O câncer é ridículo!

O próximo livro a ser lançado pela escritora porto-alegrense, jornalista e Mestre em Teoria Literária, indicada ao prêmio Jabuti e detentora de tantos outros reconhecimentos nacionais e internacionais por suas obras, será um relato autobiográfico. Segundo Cíntia, de uma situação ridícula de sua vida. “Tive câncer na amígdala com metástase e linfonodo, foi muito doloroso. Quando tive o diagnóstico, o médico disse: ‘tu estás com metástase, precisamos fazer biópsia, mas não há tempo de ir pro hospital. Topa fazer a seco?’“. Ela topou.

“Ele tirou um pedaço da minha garganta no consultório”. Ela conta que seu marido estava lá, acompanhando. Quando o procedimento teve início, o médico e Cíntia ouviram alguns passos, seguidos de um “plaft”. “Meu marido ficou apavorado. Fez a gentileza de sair do consultório para desmaiar lá fora. O médico estava cortando um pedaço da minha amígdala. E eu, assustada, comentei: ‘doutor, ele tem cardiopatia, ele morreu’. O médico disse: ‘deixa ele’”. 

“Meu marido tinha quebrado a patela em 20 mil pedaços na queda, na tentativa de não atrapalhar a biópsia. Eu estava com dois problemas. Uma cirurgia pra ser feita com urgência em duas semanas e um marido com a patela quebrada. O médico dizia: ‘Deixa esse cara se virar’. Depois que passa, é engraçado”, comenta Cíntia.

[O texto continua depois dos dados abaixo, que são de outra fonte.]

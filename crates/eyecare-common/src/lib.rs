pub mod config;
pub mod error;
pub mod keys;
pub mod types;

pub use error::{Error, Result};
pub use types::*;
pub mod backend;
pub mod connection;
pub mod error;
pub mod migrations;
pub mod queries;
pub mod storage;

pub use backend::{MemoryBackend, SqliteBackend, StorageBackend};
pub use connection::{Database, DatabaseConfig};
pub use error::{DbError, Result};
pub use storage::StorageService;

Tudo aconteceu há 12 anos e a doença foi superada. Mas só agora ela consegue colocar no papel o que viveu. “Literatura se faz com a lembrança. Na vigência da coisa, sai uma porcaria. Esteticamente, tu não podes produzir tão próximo do acontecimento. Fica muito emocional”, afirma ela. A escritora revela que na época não conseguia ler nem escrever. “No máximo queria sobreviver”, enfatiza e ainda brinca: “ah, minha mãe judia me levou comida no hospital. Mesmo sem um pedaço da garganta, ela me fez comer.”

Judia, gorda, velha e escritora

“Só falta ser negra e sapata para ser a mais segregada das segregadas”, ironiza, Cíntia. “O lugar onde a gente está, o Rio Grande do Sul, em termos de relações humanas é um dos mais subdesenvolvido do Planeta. Gosto de viajar em razão da literatura, que me proporciona isso. As pessoas impressionantemente valorizam muito isso nos outros países. Aqui, as pessoas têm comportamento muito retrógrado”. 

“Sempre lembro muito do Scliar. Graças a Deus que a gente pôde vir pra esse lugar do Brasil que nos acolheu, nos deu condições de trabalhar e de estudar. Eu digo a mesma coisa, minha família, como a dele, veio da Bessarábia, aqui a gente pôde trabalhar e estudar, mas que lugarzinho chumbrega. Aqui tu és tratado como cidadão de quinta categoria se tu tens mais de 50 anos. Ainda mais se tu és mulher, gorda e judia”, lamenta.

Sobre ser escritora, Cíntia comenta já ter sofrido muito preconceito. Acredita não ser uma profissão valorizada. “Já me senti muito maltratada. Acredito que seria diferente se eu fizesse sabonetes ou cadeiras, por exemplo. Eu não acreditava que poderia ser discriminada por ser mulher, até por circular entre pessoas da classe média, gente mais instruída, mas várias vezes acontece, especialmente no meio jurídico. Às vezes tenho vontade de chamar o marido só para ter respeito, ou penso que só a ignorância resolve”, conclui ela.

Aos 62 anos, Cíntia acredita ser vista como se não contribuísse com a sociedade em função do envelhecimento.

“Estou acostumada a ser segregada. Sinto que as pessoas passaram a falar comigo em voz mais alta como se eu fosse surda. Até pelos meus cabelos brancos. Pegam na minha mão para me levar até o caixa na farmácia. Me tratam como se eu fosse meio inválida.

Conversam com todo mundo, menos comigo. Se estou numa roda e começam a falar de sexo, olham pra mim e mudam de assunto, porque acham que sexo não interessa mais. Negócio de maluco”. Se isso, a deixa triste? Primeiro ela diz ficar apenas “puta da cara”, mas na segunda manifestação, aparentemente menos impulsiva, a resposta é sim. Com seu bom humor inabalável, ela diz: “não tem problema. Me junto com minha turma e vou ser feliz.”